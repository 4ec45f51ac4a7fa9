//! The eager qualifier form.

use std::{borrow::Cow, fmt, str::FromStr, sync::Arc};

use super::{Qualifier, QualifierError, check_delimiter, check_len, split_segments, write_escaped};
use crate::constants::DEFAULT_DELIMITER;

/// A qualifier parsed in full at construction time.
///
/// The segment list is immutable and shared: [`copy`](Qualifier::copy) and
/// `clone` hand out new cursors over the same `Arc`, so keeping one compiled
/// qualifier per frequently used path costs a single parse.
///
/// ```
/// use pathwise::{CompiledQualifier, Qualifier};
///
/// let qual = CompiledQualifier::with_delimiter("a/b/0", '/')?;
/// assert_eq!(qual.len(), 3);
/// assert_eq!(qual.to_string(), "a/b/0");
/// # Ok::<(), pathwise::QualifierError>(())
/// ```
#[derive(Debug, Clone)]
pub struct CompiledQualifier {
    segments: Arc<[String]>,
    index: usize,
    delimiter: char,
}

impl CompiledQualifier {
    /// Parses `path` using the default delimiter.
    ///
    /// # Errors
    /// Returns [`QualifierError::TooManySegments`] if the path splits into more
    /// than [`MAX_SEGMENTS`](crate::constants::MAX_SEGMENTS) segments.
    pub fn new(path: &str) -> Result<Self, QualifierError> {
        Self::with_delimiter(path, DEFAULT_DELIMITER)
    }

    /// Parses `path` using a custom delimiter.
    ///
    /// # Errors
    /// Fails if the delimiter is the escape character or the path has too
    /// many segments.
    pub fn with_delimiter(path: &str, delimiter: char) -> Result<Self, QualifierError> {
        check_delimiter(delimiter)?;
        let segments = split_segments(path, delimiter);
        check_len(segments.len())?;
        Ok(Self {
            segments: segments.into(),
            index: 0,
            delimiter,
        })
    }

    /// Builds a qualifier directly from already unescaped segments.
    ///
    /// An empty iterator yields the single empty segment, the same as
    /// parsing an empty path.
    pub fn from_segments<I, S>(segments: I, delimiter: char) -> Result<Self, QualifierError>
    where
        I: IntoIterator<Item = S>,
        S: Into<String>,
    {
        check_delimiter(delimiter)?;
        let mut segments: Vec<String> = segments.into_iter().map(Into::into).collect();
        if segments.is_empty() {
            segments.push(String::new());
        }
        check_len(segments.len())?;
        Ok(Self {
            segments: segments.into(),
            index: 0,
            delimiter,
        })
    }

    /// Returns an iterator over all segments, independent of the cursor.
    pub fn segments(&self) -> impl Iterator<Item = &str> {
        self.segments.iter().map(String::as_str)
    }

    /// Returns the number of segments. Never zero.
    pub fn len(&self) -> usize {
        self.segments.len()
    }

    /// Always `false`: a qualifier holds at least one segment.
    pub fn is_empty(&self) -> bool {
        self.segments.is_empty()
    }

    /// Returns the number of segments not yet handed out by the cursor.
    pub fn remaining(&self) -> usize {
        self.segments.len().saturating_sub(self.index)
    }
}

impl Qualifier for CompiledQualifier {
    fn next_segment(&mut self) -> Option<(Cow<'_, str>, bool)> {
        let segment = self.segments.get(self.index)?;
        self.index += 1;
        let has_more = self.index < self.segments.len();
        Some((Cow::Borrowed(segment.as_str()), has_more))
    }

    fn reset(&mut self) {
        self.index = 0;
    }

    fn copy(&self) -> Self {
        Self {
            segments: Arc::clone(&self.segments),
            index: 0,
            delimiter: self.delimiter,
        }
    }

    fn boxed_copy(&self) -> Box<dyn Qualifier + '_> {
        Box::new(self.copy())
    }

    fn delimiter(&self) -> char {
        self.delimiter
    }
}

impl PartialEq for CompiledQualifier {
    fn eq(&self, other: &Self) -> bool {
        self.delimiter == other.delimiter && self.segments == other.segments
    }
}

impl Eq for CompiledQualifier {}

impl fmt::Display for CompiledQualifier {
    fn fmt(&self, f: &mut fmt::Formatter<'_>) -> fmt::Result {
        write_escaped(f, self.segments(), self.delimiter)
    }
}

impl FromStr for CompiledQualifier {
    type Err = QualifierError;

    fn from_str(s: &str) -> Result<Self, Self::Err> {
        Self::new(s)
    }
}

impl TryFrom<&str> for CompiledQualifier {
    type Error = QualifierError;

    fn try_from(s: &str) -> Result<Self, Self::Error> {
        Self::new(s)
    }
}
//! Constants used throughout the pathwise library.
//!
//! This module provides central definitions for the reserved characters of the
//! path syntax and the limits of the compiled qualifier form.

/// Delimiter used between path segments when none is configured.
pub const DEFAULT_DELIMITER: char = '.';

/// Escape character. Escapes the delimiter, itself, or any other character.
/// It can never be used as a delimiter.
pub const ESCAPE: char = '\\';

/// Segment that appends a new element when setting into a list.
pub const APPEND_MARKER: &str = "+";

/// Maximum number of segments a compiled qualifier may hold.
pub const MAX_SEGMENTS: usize = 254;

/// Length reported by [`Value::len`](crate::Value::len) for values that have none.
pub const NO_LEN: isize = -1;
//! Navigator integration tests
//!
//! Get and set traversal over decoded JSON documents and hand-built
//! containers, including auto-vivification, list indexing rules, sub
//! navigators, and the fallible and panicking accessors.

use pathwise::{
    CompiledQualifier, LazyQualifier, List, Map, Navigator, NavigatorError, Node, Qualifier,
};

use crate::helpers::{json_list, sample_map};

// ===== GET =====

#[test]
fn test_get_through_lists_and_maps() {
    let mut root = sample_map();
    let nav = Navigator::new(&mut root);

    assert_eq!(nav.get("a.b.0.f").i64(None), 1);
    assert_eq!(nav.get("a.b.0.c").f64(None), 3.14);
    assert!(nav.get("a.b.-1.last").bool(false));
    assert_eq!(nav.get("a.b.0.j.k").string(None), "l");
}

#[test]
fn test_get_escaped_key() {
    let mut root = sample_map();
    let nav = Navigator::new(&mut root);
    let mut qual = CompiledQualifier::new(r"b.c.a\.b").unwrap();
    assert_eq!(nav.query(&mut qual).i32(None), 321);
}

#[test]
fn test_get_custom_delimiter() {
    let mut root = sample_map();
    let nav = Navigator::new(&mut root);
    let mut qual = CompiledQualifier::with_delimiter("a/b/0/c", '/').unwrap();
    assert_eq!(nav.get_raw(&mut qual), Some(&Node::F64(3.14)));

    let mut qual = LazyQualifier::with_delimiter("b/c/a.b", '/').unwrap();
    assert_eq!(nav.query(&mut qual).u16(None), 321);
}

#[test]
fn test_get_misses() {
    let mut root = sample_map();
    let nav = Navigator::new(&mut root);

    for path in ["nope", "a.nope.c", "a.b.5", "a.b.x", "a.b.0.e.deeper", ""] {
        assert!(nav.get(path).is_nil(), "{path:?} should not resolve");
        assert!(!nav.contains(&mut LazyQualifier::new(path)));
    }
}

#[test]
fn test_repeated_get_with_same_qualifier() {
    let mut root = sample_map();
    let nav = Navigator::new(&mut root);

    let mut hit = CompiledQualifier::new("a.b.0.e").unwrap();
    let mut miss = LazyQualifier::new("a.x.y");
    for _ in 0..3 {
        assert_eq!(nav.query(&mut hit).string(None), "hello");
        assert!(nav.query(&mut miss).is_nil());
    }
    assert_eq!(hit.remaining(), hit.len());
    assert_eq!(miss.next_segment().map(|(s, _)| s.into_owned()), Some("a".to_string()));
}

#[test]
fn test_dyn_qualifier_arguments() {
    let mut root = sample_map();
    let mut nav = Navigator::new(&mut root);
    let qual: &mut dyn Qualifier = &mut LazyQualifier::new("b.c.f");
    assert_eq!(nav.query(qual).i64(None), 123);
    assert!(nav.set_by(qual, 124));
    assert_eq!(nav.query(qual).i64(None), 124);
}

// ===== SET =====

#[test]
fn test_set_new_nested_map() {
    let mut root = Map::new();
    let mut nav = Navigator::new(&mut root);
    assert!(nav.set_by(&mut LazyQualifier::new("a.b.c"), 10));
    assert_eq!(nav.get("a.b.c").i64(None), 10);
}

#[test]
fn test_set_overwrites_existing_value() {
    let mut root = Map::new();
    root.insert("x".to_string(), Node::from(5));
    let mut nav = Navigator::new(&mut root);
    assert!(nav.set_by(&mut CompiledQualifier::new("x").unwrap(), 10));
    assert_eq!(root["x"], 10);
}

#[test]
fn test_set_in_existing_list() {
    let mut list = json_list("[0, 1, 2]");
    let mut nav = Navigator::new(&mut list);
    assert!(nav.set("1", 99));
    assert_eq!(nav.get("1").i64(None), 99);
}

#[test]
fn test_set_append_marker() {
    let mut list: List = vec![Node::from("a")];
    let mut nav = Navigator::new(&mut list);
    assert!(nav.set_by(&mut CompiledQualifier::new("+").unwrap(), "b"));
    assert_eq!(nav.get("1").string(None), "b");
    assert_eq!(list.len(), 2);
}

#[test]
fn test_set_nested_list_within_map_within_list() {
    let mut nested = json_list(r#"[{"a": [10, 20]}]"#);
    let mut nav = Navigator::new(&mut nested);
    assert!(nav.set_by(&mut CompiledQualifier::new("0.a.1").unwrap(), 30));
    assert_eq!(nested[0].as_map().unwrap()["a"], Node::list([Node::I64(10), Node::I32(30)]));
}

#[test]
fn test_set_invalid_list_index() {
    let mut list = json_list("[1, 2, 3]");
    let before = list.clone();
    let mut nav = Navigator::new(&mut list);
    assert!(!nav.set("abc", 5));
    assert!(!nav.set("3", 99));
    assert!(!nav.set("-4", 99));
    assert!(!nav.set("7.deep", 99));
    assert_eq!(list, before);
}

#[test]
fn test_set_negative_index() {
    let mut list = json_list("[1, 2, 3]");
    let mut nav = Navigator::new(&mut list);
    assert!(nav.set("-1", 99));
    assert_eq!(list[2], 99);
}

#[test]
fn test_set_through_non_map_node() {
    let mut root = Map::new();
    root.insert("a".to_string(), Node::from(5));
    let mut nav = Navigator::new(&mut root);
    assert!(nav.set("a.b", 10));
    assert_eq!(nav.get("a.b").i32(None), 10);
}

#[test]
fn test_set_in_list_element_map() {
    let mut list: List = vec![Node::Map(Map::new())];
    let mut nav = Navigator::new(&mut list);
    assert!(nav.set("0.key", "value"));
    assert_eq!(list[0].as_map().unwrap()["key"], "value");
}

#[test]
fn test_set_appends_then_descends() {
    let mut root = sample_map();
    let mut nav = Navigator::new(&mut root);
    assert!(nav.set("a.b.+.id", 7));
    assert_eq!(nav.get("a.b").len(), 3);
    assert_eq!(nav.get("a.b.-1.id").i8(None), 7);
}

#[test]
fn test_set_never_creates_lists() {
    let mut root = Map::new();
    let mut nav = Navigator::new(&mut root);
    assert!(nav.set("items.0", "x"));
    // "0" became a map key, not a list index
    assert!(nav.get("items").node().and_then(Node::as_map).is_some());
    assert_eq!(nav.get("items.0").string(None), "x");
}

// ===== SUB NAVIGATORS =====

#[test]
fn test_inner_navigator() {
    let mut root = sample_map();
    let mut nav = Navigator::new(&mut root);

    let inner = nav.navigator(&mut CompiledQualifier::new("a.b").unwrap()).unwrap();
    assert_eq!(inner.get("0.f").i16(None), 1);
    assert_eq!(inner.get("0.c").i16(-1), -1);

    assert!(nav.sub("a.b.0.j").is_some());
    assert!(nav.sub("a.b.0.e").is_none());
    assert!(nav.sub("missing").is_none());
}

#[test]
fn test_from_node_requires_container() {
    let mut leaf = Node::from(1);
    assert!(Navigator::from_node(&mut leaf).is_none());

    let mut tree = Node::map([("k", "v")]);
    let nav = Navigator::from_node(&mut tree).unwrap();
    assert_eq!(nav.get("k").string(None), "v");
}

// ===== ROOT MANAGEMENT =====

#[test]
fn test_root_replacement() {
    let mut map = sample_map();
    let mut list = json_list(r#"["only"]"#);
    let mut other = Map::new();

    let mut nav = Navigator::default();
    assert!(nav.source().is_none());
    assert!(!nav.set("x", 1));

    nav.set_map_source(&mut map);
    assert_eq!(nav.get("b.c.f").i32(None), 123);

    nav.set_list_source(&mut list);
    assert_eq!(nav.get("0").string(None), "only");

    nav.set_source(&mut other);
    assert!(nav.set("fresh", true));
    assert_eq!(nav.source().and_then(|s| s.len()), Some(1));
}

// ===== FALLIBLE AND MUST ACCESSORS =====

#[test]
fn test_try_get_and_try_set() {
    let mut list = json_list("[1]");
    let mut nav = Navigator::new(&mut list);

    let node = nav.try_get(&mut LazyQualifier::new("0")).unwrap();
    assert_eq!(node, &Node::I64(1));

    let err = nav.try_get(&mut LazyQualifier::new("4")).unwrap_err();
    assert_eq!(err, NavigatorError::NotFound { path: "4".to_string() });

    let err = nav.try_set(&mut LazyQualifier::new("4"), 0).unwrap_err();
    assert!(err.is_rejected());
    let err: pathwise::Error = err.into();
    assert_eq!(err.module(), "navigator");
    assert!(!err.is_not_found());
}

#[test]
fn test_must_get_returns_node() {
    let mut root = sample_map();
    let nav = Navigator::new(&mut root);
    assert_eq!(nav.must_get(&mut LazyQualifier::new("b.c.f")), &Node::I64(123));
}

#[test]
#[should_panic(expected = "could not get by qualifier")]
fn test_must_get_panics_on_missing_path() {
    let mut root = sample_map();
    let nav = Navigator::new(&mut root);
    nav.must_get(&mut LazyQualifier::new("b.c.missing"));
}

#[test]
#[should_panic(expected = "could not set by qualifier")]
fn test_must_set_panics_on_rejected_write() {
    let mut list = json_list("[]");
    let mut nav = Navigator::new(&mut list);
    nav.must_set(&mut LazyQualifier::new("0"), 1);
}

##########

> **What is required**: Which lines of the data include "impl"? Copy each of them.

> **Solution**:
impl CompiledQualifier {
    pub fn segments(&self) -> impl Iterator<Item = &str> {
impl Qualifier for CompiledQualifier {
impl PartialEq for CompiledQualifier {
impl Eq for CompiledQualifier {}
impl fmt::Display for CompiledQualifier {
impl FromStr for CompiledQualifier {
impl TryFrom<&str> for CompiledQualifier {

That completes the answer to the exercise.